Das ehemalige Sportheim am Rande des Städtchens Geyer im Erzgebirge liegt einsam. Immer enger werden die Straßen, erst unmittelbar vor dem Wald duckt sich das einstöckige Gebäude linker Hand an einen Hang. Hier fährt niemand durch, der nicht hierher will. Was für viele Gewerbetreibende ein Problem wäre, ist für Friedrich Blutner ein Standortvorteil, vielleicht sollte man auch sagen: eine Grundvoraussetzung. Ruhig muss es sein, absolut ruhig, wenn der Psychoakustiker und die Mitarbeiter seiner Firma Synotec ans Werk gehen. Wenn sie dem sanften Gluckern beim Einschenken von Flaschenbier lauschen, dem Knackgeräusch eines Wiener Würstchens - oder dem Klang meisterlicher Geigen.

Blutner wirbt für die Zusammenarbeit von Forschern und Instrumentenbauern: "Auch Stradivari hat sich seinen Lack von einem Apotheker besorgt." (Foto: Foto: Reuters)

Ein heller, fast glockenhaft-metallischer Ton entsteht, wenn Blutner mit den Fingerknöcheln auf einen etwa 40 Zentimeter langen, 25 Zentimeter breiten und 15 Zentimeter tiefen Holzblock klopft. Es ist Fichtenholz, das vor 300 Jahren in Südtirol auf etwa 1600 Metern Höhe geschlagen wurde. Schnell wachsen die Bäume dort ans Licht, erst hoch oben können sie weitere Äste ausbilden. Das Holz dieser Fichtenstämme hat daher regelmäßige, feste Strukturen und wenige Äste. Schon die alten Meister aus dem norditalienischen Cremona, die Andrea Amati, Giuseppe Guarneri und Antonio Stradivari, haben es verwendet für den Bau von Teilen ihrer legendär gewordenen Instrumente.

Musiker wie Laien

Ausgesuchte Hölzer, der Lack, der Leim, die Proportionen des Resonanzkörpers - diese und viele andere Faktoren wirken zusammen bei einem einzigen Ziel: Einer Violine einen großartigen Ton zu geben. Einen Ton, der trägt, auch wenn ein Solist sich gegen ein ganzes Orchester behaupten soll. Wie aber kommt dieser Klang zustande, fragte sich Friedrich Blutner, als er sich vor einigen Jahren mit Meistergeigen zu befassen begann: "Gibt es Gesetze, was sind die Grundmuster?"

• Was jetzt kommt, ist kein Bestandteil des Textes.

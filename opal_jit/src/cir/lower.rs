//! CIR to DIR lowering.
//!
//! Consumes an optimized CIR closure plus the method's declared result
//! kind and produces an imperative control-flow graph. Continuation
//! parameters are dropped from the DIR parameter list — they exist only to
//! guide control-flow construction. CIR blocks map 1:1 to DIR blocks;
//! inline closures flatten into the block that calls them.

use rustc_hash::FxHashMap;
use smallvec::SmallVec;

use opal_core::{CompileError, CompileResult, Kind};

use crate::arena::Arena;
use crate::cir::opt::ContinuationKinds;
use crate::cir::{BlockId, CallId, CirGraph, CirValue, ClosureId, VarId};
use crate::dir::{
    DirBlock, DirBlockId, DirInstruction, DirMethod, DirSwitch, DirTerminator, DirValue,
    JumpTarget,
};

/// What calling a continuation variable means in DIR terms.
#[derive(Debug, Clone, Copy, PartialEq, Eq)]
enum Cont {
    /// The method's normal continuation: return.
    Return,
    /// Jump to a block, optionally landing the passed value in `param`.
    Block {
        target: DirBlockId,
        param: Option<VarId>,
    },
}

/// Lower `entry` to a [`DirMethod`].
pub fn lower(
    graph: &mut CirGraph,
    entry: ClosureId,
    result_kind: Kind,
    kinds: &mut ContinuationKinds,
) -> CompileResult<DirMethod> {
    let mut lowering = Lowering {
        graph,
        kinds,
        blocks: Arena::new(),
        block_map: FxHashMap::default(),
        conts: FxHashMap::default(),
        cont_args: FxHashMap::default(),
        pending: Vec::new(),
    };

    let params: Vec<VarId> = lowering.graph.closures[entry].value_params().to_vec();

    // Every continuation parameter of the entry closure returns from the
    // method (the exception continuation unwinds through the same exit in
    // this core).
    let closure = &lowering.graph.closures[entry];
    let first_cont = closure.params.len() - closure.cont_slots as usize;
    let cont_params: SmallVec<[VarId; 2]> = closure.params[first_cont..].iter().copied().collect();
    for cont in cont_params {
        lowering.conts.insert(cont, Cont::Return);
    }

    let entry_block = lowering.blocks.alloc(DirBlock::default());
    let body = lowering.graph.closures[entry].body;
    lowering.lower_call(body, entry_block)?;

    while let Some((call, block)) = lowering.pending.pop() {
        lowering.lower_call(call, block)?;
    }

    Ok(DirMethod {
        params,
        blocks: lowering.blocks,
        entry: entry_block,
        result_kind,
    })
}

struct Lowering<'g> {
    graph: &'g mut CirGraph,
    kinds: &'g mut ContinuationKinds,
    blocks: Arena<DirBlock>,
    block_map: FxHashMap<BlockId, DirBlockId>,
    conts: FxHashMap<VarId, Cont>,
    /// The argument each continuation parameter was bound from; every
    /// call site must agree on it.
    cont_args: FxHashMap<VarId, CirValue>,
    /// Closure bodies whose DIR block exists but is not yet filled.
    pending: Vec<(CallId, DirBlockId)>,
}

impl Lowering<'_> {
    /// Lower one CIR call into `block`, recursing through inline closures.
    fn lower_call(&mut self, call: CallId, block: DirBlockId) -> CompileResult<()> {
        self.graph.check_arity(call)?;
        let procedure = self.graph.calls[call].procedure;
        let args: SmallVec<[CirValue; 4]> = self.graph.calls[call].args.clone();

        match procedure {
            CirValue::Var(v) => self.lower_continuation_call(v, &args, block),

            CirValue::Block(b) => {
                let target = self.dir_block_for(b, Some(&args))?;
                self.assign_value_params(self.graph.blocks[b].closure, &args, block)?;
                self.terminate(block, DirTerminator::Jump(JumpTarget::Block(target)));
                Ok(())
            }

            CirValue::Closure(c) => {
                self.assign_value_params(c, &args, block)?;
                let closure = &self.graph.closures[c];
                let first_cont = closure.params.len() - closure.cont_slots as usize;
                let pairs: SmallVec<[(VarId, CirValue); 2]> = closure.params[first_cont..]
                    .iter()
                    .copied()
                    .zip(args[first_cont..].iter().copied())
                    .collect();
                let body = closure.body;
                for (formal, arg) in pairs {
                    self.bind_cont(formal, arg)?;
                }
                self.lower_call(body, block)
            }

            CirValue::Builtin(op) => {
                if args.is_empty() {
                    return Err(CompileError::Unrepresentable(
                        "builtin call without a continuation",
                    ));
                }
                let (operands, cont) = args.split_at(args.len() - 1);
                let operands: SmallVec<[DirValue; 2]> = operands
                    .iter()
                    .map(|&a| self.lower_value(a))
                    .collect::<CompileResult<_>>()?;
                self.lower_builtin(op, operands, cont[0], block)
            }

            CirValue::Switch(tag) => {
                let tag_value = self.lower_value(args[0])?;
                let matches: Vec<DirValue> = args[1..1 + tag.cases]
                    .iter()
                    .map(|&a| self.lower_value(a))
                    .collect::<CompileResult<_>>()?;
                let targets: Vec<DirBlockId> = args[tag.first_continuation()..args.len() - 1]
                    .iter()
                    .map(|&a| self.continuation_block(a))
                    .collect::<CompileResult<_>>()?;
                let default = self.continuation_block(args[args.len() - 1])?;

                let switch = DirSwitch::new(
                    tag_value,
                    tag.comparator,
                    tag.kind,
                    matches,
                    targets,
                    default,
                )?;
                self.terminate(block, DirTerminator::Switch(switch));
                Ok(())
            }

            CirValue::Const(_) => Err(CompileError::Unrepresentable(
                "constant used as a procedure",
            )),
        }
    }

    /// A call whose procedure is a variable: return, jump to a bound
    /// block, or jump to a computed target.
    fn lower_continuation_call(
        &mut self,
        v: VarId,
        args: &[CirValue],
        block: DirBlockId,
    ) -> CompileResult<()> {
        match self.conts.get(&v).copied() {
            Some(Cont::Return) => {
                let value = match args.first() {
                    Some(&arg) if self.kinds.kind_of(self.graph, v) != Kind::Void => {
                        Some(self.lower_value(arg)?)
                    }
                    _ => None,
                };
                self.terminate(block, DirTerminator::Return(value));
            }
            Some(Cont::Block { target, param }) => {
                if let (Some(dest), Some(&arg)) = (param, args.first()) {
                    let value = self.lower_value(arg)?;
                    self.push(block, DirInstruction::Assign { dest, value });
                }
                self.terminate(block, DirTerminator::Jump(JumpTarget::Block(target)));
            }
            None => {
                self.terminate(
                    block,
                    DirTerminator::Jump(JumpTarget::Computed(DirValue::Var(v))),
                );
            }
        }
        Ok(())
    }

    /// `dest := op(operands)` followed by whatever the continuation does
    /// with `dest`.
    fn lower_builtin(
        &mut self,
        op: crate::cir::Builtin,
        operands: SmallVec<[DirValue; 2]>,
        cont: CirValue,
        block: DirBlockId,
    ) -> CompileResult<()> {
        match cont {
            CirValue::Closure(c) => {
                let dest = match self.graph.closures[c].params.first() {
                    Some(&p) => p,
                    None => self.graph.new_var(None),
                };
                self.push(block, DirInstruction::Op { dest, op, args: operands });
                let body = self.graph.closures[c].body;
                self.lower_call(body, block)
            }
            CirValue::Var(v) => {
                let dest = self.graph.new_var(None);
                self.push(block, DirInstruction::Op { dest, op, args: operands });
                self.lower_continuation_call(v, &[CirValue::Var(dest)], block)
            }
            _ => Err(CompileError::Unrepresentable(
                "builtin continuation must be a closure or variable",
            )),
        }
    }

    /// The DIR block a switch continuation lands in.
    fn continuation_block(&mut self, target: CirValue) -> CompileResult<DirBlockId> {
        match target {
            CirValue::Block(b) => self.dir_block_for(b, None),
            CirValue::Closure(c) => {
                if !self.graph.closures[c].params.is_empty() {
                    return Err(CompileError::Unrepresentable(
                        "switch continuation takes parameters",
                    ));
                }
                let id = self.blocks.alloc(DirBlock::default());
                self.pending.push((self.graph.closures[c].body, id));
                Ok(id)
            }
            CirValue::Var(v) => match self.conts.get(&v).copied() {
                Some(Cont::Block { target, .. }) => Ok(target),
                Some(Cont::Return) => {
                    let id = self.blocks.alloc(DirBlock::default());
                    self.blocks[id].terminator = Some(DirTerminator::Return(None));
                    Ok(id)
                }
                None => Err(CompileError::Unrepresentable(
                    "switch continuation is an unbound variable",
                )),
            },
            _ => Err(CompileError::Unrepresentable(
                "switch continuation is not a control target",
            )),
        }
    }

    /// Map a CIR block to its DIR block, creating and queueing it on
    /// first sight. Every call site binds the block's continuation
    /// parameters; a site whose continuation argument differs from an
    /// earlier site's is rejected.
    fn dir_block_for(
        &mut self,
        b: BlockId,
        call_args: Option<&[CirValue]>,
    ) -> CompileResult<DirBlockId> {
        if let Some(&id) = self.block_map.get(&b) {
            if let Some(args) = call_args {
                self.bind_block_conts(b, args)?;
            }
            return Ok(id);
        }
        let id = self.blocks.alloc(DirBlock::default());
        self.block_map.insert(b, id);

        let body = self.graph.closures[self.graph.blocks[b].closure].body;
        if let Some(args) = call_args {
            self.bind_block_conts(b, args)?;
        }
        self.pending.push((body, id));
        Ok(id)
    }

    /// Bind a block's continuation parameters from one call site's
    /// trailing arguments.
    fn bind_block_conts(&mut self, b: BlockId, args: &[CirValue]) -> CompileResult<()> {
        let closure = &self.graph.closures[self.graph.blocks[b].closure];
        let first_cont = closure.params.len() - closure.cont_slots as usize;
        let pairs: SmallVec<[(VarId, CirValue); 2]> = closure.params[first_cont..]
            .iter()
            .copied()
            .zip(args[first_cont..].iter().copied())
            .collect();
        for (formal, arg) in pairs {
            self.bind_cont(formal, arg)?;
        }
        Ok(())
    }

    /// Record what calling the continuation parameter `formal` means.
    ///
    /// Rebinding with the same argument is a no-op; rebinding with a
    /// different argument would silently redirect the earlier sites'
    /// control flow and is an error instead.
    fn bind_cont(&mut self, formal: VarId, arg: CirValue) -> CompileResult<()> {
        // A recursive block threading its own continuation through.
        if arg == CirValue::Var(formal) {
            return Ok(());
        }
        if let Some(&previous) = self.cont_args.get(&formal) {
            if previous == arg || self.same_binding(previous, arg) {
                return Ok(());
            }
            return Err(CompileError::Unrepresentable(
                "continuation parameter receives different targets at different call sites",
            ));
        }
        self.cont_args.insert(formal, arg);
        match arg {
            CirValue::Var(v) => {
                if let Some(&binding) = self.conts.get(&v) {
                    self.conts.insert(formal, binding);
                }
                // An unbound variable stays a computed target.
                Ok(())
            }
            CirValue::Closure(c) => {
                let target = self.blocks.alloc(DirBlock::default());
                let closure = &self.graph.closures[c];
                let param = closure.value_params().first().copied();
                self.pending.push((closure.body, target));
                self.conts.insert(formal, Cont::Block { target, param });
                Ok(())
            }
            CirValue::Block(b) => {
                let target = self.dir_block_for(b, None)?;
                let closure = &self.graph.closures[self.graph.blocks[b].closure];
                let param = closure.value_params().first().copied();
                self.conts.insert(formal, Cont::Block { target, param });
                Ok(())
            }
            _ => Err(CompileError::Unrepresentable(
                "continuation argument is not a control value",
            )),
        }
    }

    /// Whether two continuation arguments resolve to the same control
    /// binding under different names.
    fn same_binding(&self, a: CirValue, b: CirValue) -> bool {
        let resolve = |value: CirValue| match value {
            CirValue::Var(v) => self.conts.get(&v).copied(),
            _ => None,
        };
        match (resolve(a), resolve(b)) {
            (Some(x), Some(y)) => x == y,
            _ => false,
        }
    }

    /// Assign a callee's leading value parameters from the call's
    /// arguments.
    fn assign_value_params(
        &mut self,
        closure: ClosureId,
        args: &[CirValue],
        block: DirBlockId,
    ) -> CompileResult<()> {
        let params: SmallVec<[VarId; 4]> =
            self.graph.closures[closure].value_params().iter().copied().collect();
        for (i, dest) in params.into_iter().enumerate() {
            let value = self.lower_value(args[i])?;
            if value != DirValue::Var(dest) {
                self.push(block, DirInstruction::Assign { dest, value });
            }
        }
        Ok(())
    }

    fn lower_value(&self, value: CirValue) -> CompileResult<DirValue> {
        match value {
            CirValue::Const(id) => Ok(DirValue::Const(self.graph.consts[id])),
            CirValue::Var(v) => Ok(DirValue::Var(v)),
            _ => Err(CompileError::Unrepresentable(
                "procedure value used as data",
            )),
        }
    }

    #[inline]
    fn push(&mut self, block: DirBlockId, instruction: DirInstruction) {
        self.blocks[block].instructions.push(instruction);
    }

    #[inline]
    fn terminate(&mut self, block: DirBlockId, terminator: DirTerminator) {
        debug_assert!(self.blocks[block].terminator.is_none());
        self.blocks[block].terminator = Some(terminator);
    }
}
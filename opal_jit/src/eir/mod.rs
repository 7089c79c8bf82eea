//! Effective IR: x64-flavoured instruction blocks.
//!
//! The last IR before byte emission. Operands are still virtual (variables
//! plus immediates); the encoder binds them to registers. Control flow is
//! split into the shapes the backend can emit directly: conditional
//! branches over a condition code, unconditional jumps, a multi-way
//! dispatch, indirect jumps, and returns.

pub mod encode;
pub mod select;

use smallvec::SmallVec;

use opal_core::{Comparator, Kind};

use crate::arena::{Arena, Id};
use crate::cir::{Builtin, VarId};

pub use encode::encode;
pub use select::select;

pub type EirBlockId = Id<EirBlock>;

/// x64 condition codes, named after the jcc mnemonics they encode to.
#[derive(Debug, Clone, Copy, PartialEq, Eq)]
pub enum ConditionCode {
    /// ZF set.
    Jz,
    /// ZF clear.
    Jnz,
    /// Below (unsigned).
    Jb,
    /// Below or equal (unsigned).
    Jbe,
    /// Above or equal (unsigned).
    Jae,
    /// Above (unsigned).
    Ja,
    /// Less (signed).
    Jl,
    /// Less or equal (signed).
    Jle,
    /// Greater or equal (signed).
    Jge,
    /// Greater (signed).
    Jg,
}

impl ConditionCode {
    /// The condition that branches when `comparator` holds between the
    /// compared operands.
    pub fn for_comparator(comparator: Comparator) -> ConditionCode {
        match comparator {
            Comparator::Equal => ConditionCode::Jz,
            Comparator::NotEqual => ConditionCode::Jnz,
            Comparator::UnsignedLess => ConditionCode::Jb,
            Comparator::UnsignedLessEqual => ConditionCode::Jbe,
            Comparator::UnsignedGreaterEqual => ConditionCode::Jae,
            Comparator::UnsignedGreater => ConditionCode::Ja,
            Comparator::SignedLess => ConditionCode::Jl,
            Comparator::SignedLessEqual => ConditionCode::Jle,
            Comparator::SignedGreaterEqual => ConditionCode::Jge,
            Comparator::SignedGreater => ConditionCode::Jg,
        }
    }

    /// Low nibble of the 0F 8x opcode for a rel32 jcc.
    #[inline]
    pub(crate) fn encoding(self) -> u8 {
        match self {
            ConditionCode::Jz => 0x4,
            ConditionCode::Jnz => 0x5,
            ConditionCode::Jb => 0x2,
            ConditionCode::Jbe => 0x6,
            ConditionCode::Jae => 0x3,
            ConditionCode::Ja => 0x7,
            ConditionCode::Jl => 0xC,
            ConditionCode::Jle => 0xE,
            ConditionCode::Jge => 0xD,
            ConditionCode::Jg => 0xF,
        }
    }
}

/// An EIR operand: a virtual variable or an immediate.
#[derive(Debug, Clone, Copy, PartialEq, Eq)]
pub enum EirOperand {
    Var(VarId),
    Imm { kind: Kind, bits: u64 },
}

/// One EIR instruction. Branches and jumps terminate nothing by
/// themselves; a block's instruction run may end with several of them
/// (compare, branch, jump) emitted in order.
#[derive(Debug, Clone)]
pub enum EirInstruction {
    /// `dest := src`
    Mov { dest: VarId, src: EirOperand },
    /// `dest := op(args...)`
    Op {
        dest: VarId,
        op: Builtin,
        args: SmallVec<[EirOperand; 2]>,
    },
    /// 32-bit flags-setting compare.
    Compare32 { left: EirOperand, right: EirOperand },
    /// 64-bit flags-setting compare.
    Compare64 { left: EirOperand, right: EirOperand },
    /// Conditional branch on the flags of the preceding compare.
    Branch {
        cc: ConditionCode,
        target: EirBlockId,
    },
    /// Unconditional jump.
    Jump(EirBlockId),
    /// Jump through a computed target.
    IndirectJump(EirOperand),
    /// Multi-way equality dispatch over an integer tag.
    Switch {
        tag: EirOperand,
        matches: Vec<EirOperand>,
        targets: Vec<EirBlockId>,
        default: EirBlockId,
    },
    /// Return, optionally carrying the result operand.
    Ret(Option<EirOperand>),
}

/// A run of EIR instructions.
#[derive(Debug, Clone, Default)]
pub struct EirBlock {
    pub instructions: Vec<EirInstruction>,
}

/// An EIR method, ready for encoding.
#[derive(Debug)]
pub struct EirMethod {
    pub params: Vec<VarId>,
    pub blocks: Arena<EirBlock>,
    pub entry: EirBlockId,
    pub result_kind: Kind,
}
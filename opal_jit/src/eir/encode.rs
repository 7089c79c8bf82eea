//! EIR to x64 machine code.
//!
//! A single forward pass over the blocks in arena order. Virtual
//! variables are bound to general-purpose registers up front: parameters
//! take their calling-convention registers, everything else draws from a
//! free pool. `r11` is reserved as the encoder's own scratch register for
//! materializing immediates. Forward jump displacements are emitted as
//! zero and patched once every block offset is known.

use rustc_hash::FxHashMap;

use opal_core::{CompileError, CompileResult, Kind};

use crate::cir::{Builtin, VarId};
use crate::code::{CodeBuffer, CompiledMethod};
use crate::eir::{ConditionCode, EirBlockId, EirInstruction, EirMethod, EirOperand};
use crate::platform::{ArgLocation, CallingConvention, Gpr, Signature};

const SCRATCH: Gpr = Gpr::R11;

/// Registers handed to non-parameter variables, in preference order.
const POOL: [Gpr; 12] = [
    Gpr::Rax,
    Gpr::Rcx,
    Gpr::Rdx,
    Gpr::Rbx,
    Gpr::Rsi,
    Gpr::Rdi,
    Gpr::R8,
    Gpr::R9,
    Gpr::R10,
    Gpr::R12,
    Gpr::R13,
    Gpr::R14,
];

/// Encode a selected method into executable bytes.
pub fn encode(method: &EirMethod, cc: &dyn CallingConvention) -> CompileResult<CompiledMethod> {
    let registers = assign_registers(method, cc)?;
    let mut encoder = Encoder {
        buffer: CodeBuffer::new(),
        registers,
        result_register: cc.result_register(),
        block_offsets: FxHashMap::default(),
        fixups: Vec::new(),
    };

    for id in method.blocks.ids() {
        let offset = encoder.buffer.current_position();
        encoder.block_offsets.insert(id, offset);
        for instruction in &method.blocks[id].instructions {
            encoder.encode_instruction(instruction)?;
        }
    }
    encoder.apply_fixups()?;

    let frame_size = Kind::round_to_slot(
        encoder.registers.len() as u32 * Kind::STACK_SLOT_SIZE,
    );
    Ok(CompiledMethod::new(encoder.buffer.finish(), frame_size))
}

/// Bind every variable the method mentions to a register.
fn assign_registers(
    method: &EirMethod,
    cc: &dyn CallingConvention,
) -> CompileResult<FxHashMap<VarId, Gpr>> {
    let mut registers: FxHashMap<VarId, Gpr> = FxHashMap::default();

    let signature = Signature::new(vec![Kind::Word; method.params.len()], method.result_kind);
    for (&param, location) in method.params.iter().zip(cc.locate(&signature)) {
        match location {
            ArgLocation::Register(r) => {
                registers.insert(param, r);
            }
            _ => {
                return Err(CompileError::Unrepresentable(
                    "parameter does not fit in an integer register",
                ))
            }
        }
    }

    let used: Vec<Gpr> = registers.values().copied().collect();
    let mut pool = POOL.iter().copied().filter(move |r| !used.contains(r));
    let mut bind = |registers: &mut FxHashMap<VarId, Gpr>, v: VarId| -> CompileResult<()> {
        if registers.contains_key(&v) {
            return Ok(());
        }
        match pool.next() {
            Some(r) => {
                registers.insert(v, r);
                Ok(())
            }
            None => Err(CompileError::Unrepresentable(
                "method needs more registers than the allocator has",
            )),
        }
    };

    for id in method.blocks.ids() {
        for instruction in &method.blocks[id].instructions {
            match instruction {
                EirInstruction::Mov { dest, src } => {
                    bind(&mut registers, *dest)?;
                    bind_operand(&mut registers, &mut bind, *src)?;
                }
                EirInstruction::Op { dest, args, .. } => {
                    bind(&mut registers, *dest)?;
                    for &arg in args {
                        bind_operand(&mut registers, &mut bind, arg)?;
                    }
                }
                EirInstruction::Compare32 { left, right }
                | EirInstruction::Compare64 { left, right } => {
                    bind_operand(&mut registers, &mut bind, *left)?;
                    bind_operand(&mut registers, &mut bind, *right)?;
                }
                EirInstruction::IndirectJump(target) => {
                    bind_operand(&mut registers, &mut bind, *target)?;
                }
                EirInstruction::Switch { tag, matches, .. } => {
                    bind_operand(&mut registers, &mut bind, *tag)?;
                    for &m in matches {
                        bind_operand(&mut registers, &mut bind, m)?;
                    }
                }
                EirInstruction::Ret(Some(value)) => {
                    bind_operand(&mut registers, &mut bind, *value)?;
                }
                EirInstruction::Branch { .. }
                | EirInstruction::Jump(_)
                | EirInstruction::Ret(None) => {}
            }
        }
    }
    Ok(registers)
}
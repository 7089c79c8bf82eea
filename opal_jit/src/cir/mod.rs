//! Continuation-passing-style IR.
//!
//! Values, closures, calls, and named blocks. Continuations are ordinary
//! trailing parameters and arguments; by convention the last one or two
//! parameter slots of a closure are its continuations, and a normal
//! continuation parameter carries no static kind until inferred.

pub mod graph;
pub mod lower;
pub mod opt;

pub use graph::{
    Builtin, Call, CallId, CirBlock, CirGraph, CirValue, Closure, ClosureId, Const, ConstId,
    BlockId, SwitchTag, VarId, Variable,
};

Er vermaß Geigen im Hör-Labor, nahm sie mit seiner "akustischen Kamera" auf. Das ist ein computergestütztes Messinstrument, das die Ausbreitung von Schall im zeitlichen Verlauf darstellen kann. Er ließ Testpersonen - Musiker wie Laien - Aufnahmen vorspielen und erfasste deren Eindrücke: Klingt eine Geige eher hell oder dunkel? Wirkt sie aktiv oder passiv? Ist ihr Ton eher fein oder grob? Und schließlich: Empfindet man ihren Klang als angenehm? Die Hörtests lieferten eine Art akustischen Fingerabdruck. "Das akustische Hauptgeheimnis", glaubt Blutner heute, "sind Mischungen, die sich widersprechen". Eine Geige kann also beispielsweise gleichzeitig hell und dunkel sein. "Das ist das Geheimnis von Stradivari", sagt er, "er begriff intuitiv, dass man solche Mischungen braucht".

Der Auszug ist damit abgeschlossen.